By ROBIN CAUDELL
---- — PLATTSBURGH — Summer Safari is two weeks away from, once again, completing fun and enriching programming for children, tweens and teens at SUNY Plattsburgh.
In its 26th year, the program debuted with a science and an art class.
“This year, we had 36 classes,” said Kate Chilton, conference director for College Auxiliary Services.
“They don’t all go. If we get the bare minimum, we will run it. Some classes are small. Two classes only have four kids. They get a lot of hands-on, regardless. Typically, we keep the classes to 12. The theater production is different. We need that critical mass to make it work.”
This summer, 265 children explored a range of classes about distant lands, digital photography, and hip-hop dance and choreography.
“New this year was ‘Across the Galaxy’ for ages 6 to 7,” Chilton said. “It was about astronomy. They learn how long it takes the earth to orbit the sun, and the moon to orbit the earth, and look to the skies and beyond as they explore planets, asteroids, constellations and all that.”
“Money & Me Biz Kid$” was a new class in the math and finance category for ages 13 to 18 taught by Karen Rock, a teacher at Peru Central School, and Jody Carpenter of UFirst Credit Union.
“That was offered in conjunction with UFirst Credit Union to help students understand the essentials of financial literacy. They learn personal banking, how to manage credit wisely and fill out income-tax forms and evaluate insurance needs,” Chilton said.
The historically themed “An American Girl Adventure” class filled so quickly a second class was also taught by instructor Marie Denis, a school counselor at Morrisonville Elementary School.
Participants learned about the lives of “Felicity” and her friend “Elizabeth,” who grew up in Colonial America. “Kit” and “Ruthie” learned lessons about making do without during the Great Depression. “Molly” and “Emily” were witnesses to everyone doing their part during World War II.
“They have different ages in which these little dolls were supposed to come from,” Chilton said. “They (children) learned all about the depressions, Civil War and World War II. That was very cool.”
Art classes abounded, with intros to drawing, watercolor and animal art.
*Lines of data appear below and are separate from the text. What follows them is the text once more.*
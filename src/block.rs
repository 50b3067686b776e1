//! A typed view over the fixed block layout: one offset byte, an
//! `occupieds` bitmap word, a `runends` bitmap word, and a bit-packed slot
//! array, matching `qfblock` in the original C layout byte-for-byte.
//!
//! No bounds checks are performed in the hot paths below — callers (all of
//! them in [`crate::filter`]) must have already clamped the slot index to
//! `xnslots`, per the spec's explicit "no bounds checks in hot paths"
//! contract for this component.

use crate::bitutil;
use crate::layout::{Header, SLOTS_PER_BLOCK};
use crate::storage::Storage;

const OFFSET_BYTES: u64 = 1;
const OCCUPIEDS_BYTES: u64 = 8;
const RUNENDS_BYTES: u64 = 8;
/// Offset byte saturates here; beyond it callers must fall back to a
/// recomputation scan rather than trust the cached value.
pub const OFFSET_SATURATED: u8 = 255;

/// Borrowed view over a filter's blocks, parameterized by the header so it
/// knows `bits_per_slot` and the per-block byte stride.
pub struct BlockView<'s, 'a> {
    storage: &'s Storage<'a>,
    block_bytes: u64,
    bits_per_slot: u8,
}

/// Mutable borrowed view, same layout knowledge as [`BlockView`].
pub struct BlockViewMut<'s, 'a> {
    storage: &'s mut Storage<'a>,
    block_bytes: u64,
    bits_per_slot: u8,
}

#[inline]
fn slot_region_bit_offset(block_bytes: u64, block_idx: u64, local_slot: u64, bits_per_slot: u8) -> u64 {
    let block_byte_start = block_idx * block_bytes;
    let slots_byte_start = block_byte_start + OFFSET_BYTES + OCCUPIEDS_BYTES + RUNENDS_BYTES;
    slots_byte_start * 8 + local_slot * u64::from(bits_per_slot)
}

impl<'s, 'a> BlockView<'s, 'a> {
    /// Constructs a view from header-derived layout constants.
    pub fn new(storage: &'s Storage<'a>, header: &Header) -> Self {
        BlockView {
            storage,
            block_bytes: header.block_bytes(),
            bits_per_slot: header.bits_per_slot,
        }
    }

    #[inline]
    fn block_byte_start(&self, block_idx: u64) -> usize {
        (block_idx * self.block_bytes) as usize
    }

    /// The cached `offset` byte for `block_idx`.
    #[inline]
    pub fn offset(&self, block_idx: u64) -> u8 {
        self.storage.as_slice()[self.block_byte_start(block_idx)]
    }

    /// The raw 64-bit `occupieds` bitmap word for `block_idx`.
    #[inline]
    pub fn occupieds_word(&self, block_idx: u64) -> u64 {
        let start = self.block_byte_start(block_idx) + OFFSET_BYTES as usize;
        bitutil::get_bits(self.storage.as_slice(), start as u64 * 8, 64)
    }

    /// The raw 64-bit `runends` bitmap word for `block_idx`.
    #[inline]
    pub fn runends_word(&self, block_idx: u64) -> u64 {
        let start = self.block_byte_start(block_idx) + (OFFSET_BYTES + OCCUPIEDS_BYTES) as usize;
        bitutil::get_bits(self.storage.as_slice(), start as u64 * 8, 64)
    }

    /// Whether slot `local_slot` (0..64) within `block_idx` is a home slot.
    #[inline]
    pub fn is_occupied(&self, block_idx: u64, local_slot: u64) -> bool {
        self.occupieds_word(block_idx) & (1u64 << local_slot) != 0
    }

    /// Whether slot `local_slot` (0..64) within `block_idx` ends a run.
    #[inline]
    pub fn is_runend(&self, block_idx: u64, local_slot: u64) -> bool {
        self.runends_word(block_idx) & (1u64 << local_slot) != 0
    }

    /// Reads the packed value (remainder, counter digit, or tag+remainder)
    /// at the global slot index `s`.
    #[inline]
    pub fn get_slot(&self, s: u64) -> u64 {
        let block_idx = s / SLOTS_PER_BLOCK;
        let local = s % SLOTS_PER_BLOCK;
        let bit_off = slot_region_bit_offset(self.block_bytes, block_idx, local, self.bits_per_slot);
        bitutil::get_bits(self.storage.as_slice(), bit_off, self.bits_per_slot)
    }
}

impl<'s, 'a> BlockViewMut<'s, 'a> {
    /// Constructs a mutable view from header-derived layout constants.
    pub fn new(storage: &'s mut Storage<'a>, header: &Header) -> Self {
        BlockViewMut {
            storage,
            block_bytes: header.block_bytes(),
            bits_per_slot: header.bits_per_slot,
        }
    }

    #[inline]
    fn block_byte_start(&self, block_idx: u64) -> usize {
        (block_idx * self.block_bytes) as usize
    }

    /// Re-borrows this view as a read-only [`BlockView`].
    pub fn as_view(&self) -> BlockView<'_, 'a> {
        BlockView {
            storage: self.storage,
            block_bytes: self.block_bytes,
            bits_per_slot: self.bits_per_slot,
        }
    }

    /// The cached `offset` byte for `block_idx`.
    #[inline]
    pub fn offset(&self, block_idx: u64) -> u8 {
        self.storage.as_slice()[self.block_byte_start(block_idx)]
    }

    /// Overwrites the cached `offset` byte for `block_idx`, saturating at
    /// [`OFFSET_SATURATED`].
    #[inline]
    pub fn set_offset(&mut self, block_idx: u64, value: u64) {
        let byte = if value >= u64::from(OFFSET_SATURATED) {
            OFFSET_SATURATED
        } else {
            value as u8
        };
        let idx = self.block_byte_start(block_idx);
        self.storage.as_mut_slice()[idx] = byte;
    }

    /// The raw 64-bit `occupieds` bitmap word for `block_idx`.
    #[inline]
    pub fn occupieds_word(&self, block_idx: u64) -> u64 {
        self.as_view().occupieds_word(block_idx)
    }

    /// The raw 64-bit `runends` bitmap word for `block_idx`.
    #[inline]
    pub fn runends_word(&self, block_idx: u64) -> u64 {
        self.as_view().runends_word(block_idx)
    }

    /// Sets or clears the `occupieds` bit for `local_slot` within
    /// `block_idx`.
    #[inline]
    pub fn set_occupied(&mut self, block_idx: u64, local_slot: u64, value: bool) {
        let mut word = self.occupieds_word(block_idx);
        if value {
            word |= 1u64 << local_slot;
        } else {
            word &= !(1u64 << local_slot);
        }
        let start = self.block_byte_start(block_idx) + OFFSET_BYTES as usize;
        bitutil::set_bits(self.storage.as_mut_slice(), start as u64 * 8, 64, word);
    }

    /// Sets or clears the `runends` bit for `local_slot` within
    /// `block_idx`.
    #[inline]
    pub fn set_runend(&mut self, block_idx: u64, local_slot: u64, value: bool) {
        let mut word = self.runends_word(block_idx);
        if value {
            word |= 1u64 << local_slot;
        } else {
            word &= !(1u64 << local_slot);
        }
        let start = self.block_byte_start(block_idx) + (OFFSET_BYTES + OCCUPIEDS_BYTES) as usize;
        bitutil::set_bits(self.storage.as_mut_slice(), start as u64 * 8, 64, word);
    }

    /// Reads the packed value at the global slot index `s`.
    #[inline]
    pub fn get_slot(&self, s: u64) -> u64 {
        self.as_view().get_slot(s)
    }

    /// Writes the packed value at the global slot index `s`.
    #[inline]
    pub fn set_slot(&mut self, s: u64, val: u64) {
        let block_idx = s / SLOTS_PER_BLOCK;
        let local = s % SLOTS_PER_BLOCK;
        let bit_off = slot_region_bit_offset(self.block_bytes, block_idx, local, self.bits_per_slot);
        bitutil::set_bits(self.storage.as_mut_slice(), bit_off, self.bits_per_slot, val);
    }
}

#[cfg(test)]
mod tests {
    use super::*;
    use crate::layout::HashMode;

    fn test_header() -> Header {
        Header::new(64, 18, 0, HashMode::Default, false, 0).unwrap()
    }

    #[test]
    fn test_slot_roundtrip() {
        let header = test_header();
        let mut storage = Storage::new_owned(header.blocks_size_in_bytes() as usize);
        let mut view = BlockViewMut::new(&mut storage, &header);

        view.set_slot(0, 0x3FF);
        view.set_slot(1, 0x001);
        view.set_slot(63, 0x0AB);

        assert_eq!(view.get_slot(0), 0x3FF);
        assert_eq!(view.get_slot(1), 0x001);
        assert_eq!(view.get_slot(63), 0x0AB);
    }

    #[test]
    fn test_occupied_runend_bits() {
        let header = test_header();
        let mut storage = Storage::new_owned(header.blocks_size_in_bytes() as usize);
        let mut view = BlockViewMut::new(&mut storage, &header);

        view.set_occupied(0, 5, true);
        view.set_runend(0, 7, true);

        assert!(view.is_occupied_bit(0, 5));
        assert!(view.is_runend_bit(0, 7));
        assert!(!view.is_occupied_bit(0, 6));
    }

    #[test]
    fn test_offset_saturation() {
        let header = test_header();
        let mut storage = Storage::new_owned(header.blocks_size_in_bytes() as usize);
        let mut view = BlockViewMut::new(&mut storage, &header);

        view.set_offset(0, 1000);
        assert_eq!(view.offset(0), OFFSET_SATURATED);
        view.set_offset(0, 12);
        assert_eq!(view.offset(0), 12);
    }

    impl<'s, 'a> BlockViewMut<'s, 'a> {
        fn is_occupied_bit(&self, block_idx: u64, local_slot: u64) -> bool {
            self.occupieds_word(block_idx) & (1u64 << local_slot) != 0
        }
        fn is_runend_bit(&self, block_idx: u64, local_slot: u64) -> bool {
            self.runends_word(block_idx) & (1u64 << local_slot) != 0
        }
    }
}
Dean Delano, a graphic designer from Delano Design, did “Art in the Secret Garden.”
“Just fairies, gnomes and things like that. They made planters, bird houses and all sorts of neat stuff,” Chilton said.
Jody Nebesnik, a local artist and textile designer, has two upcoming classes: “A World of Patterns” and “Surface Decoration for Everyday Use.”
“A World of Patterns” is for ages 7 to 9 and explores black-and-white technique, full-color landscapes, cityscapes and Moroccan-inspired collages.
“Surface Decoration for Everyday Use” is for ages 10 to 13 and teaches children how to design and create prints for stationery, home furnishings and clothing.
Ashlee Goddeau, a substitute teacher at Beekmantown Central School and adjunct lecturer at Clinton Community College, teaches students how to recycle crayons into works of art in “Melted Crayon Art” for ages 9 to 11.
Literature classes offered include “A Series of Series” and “A Character a Day,” taught by John Provost of Mooers Elementary School.
“We have a lot of literature for the little guys,” Chilton said. “In ‘Reading Art & Edibles,’ they read their favorite story like the ‘Rainbow Fish,’ ‘Very Hungry Caterpillar’ or ‘Clifford the Big Red Dog.’ They make a craft relevant to the book and have a little snack to go along with their story.”
The class is taught by Diane Pecoraro, a teacher at Morrisonville Elementary School.
A production of Disney’s “My Son Pinocchio Jr.” was a star-studded Safari highlight earlier this week. It was directed by Gilles and Mary Fortin. Kym Taylor Reid was choreographer.
“There are 47 kids in the play,” Chilton said. “Every year, they take a rag-tag bunch of children, and in three weeks they do a full-scale production. It’s just remarkable.”
Registration is closed for the remainder of this year’s Summer Safari classes.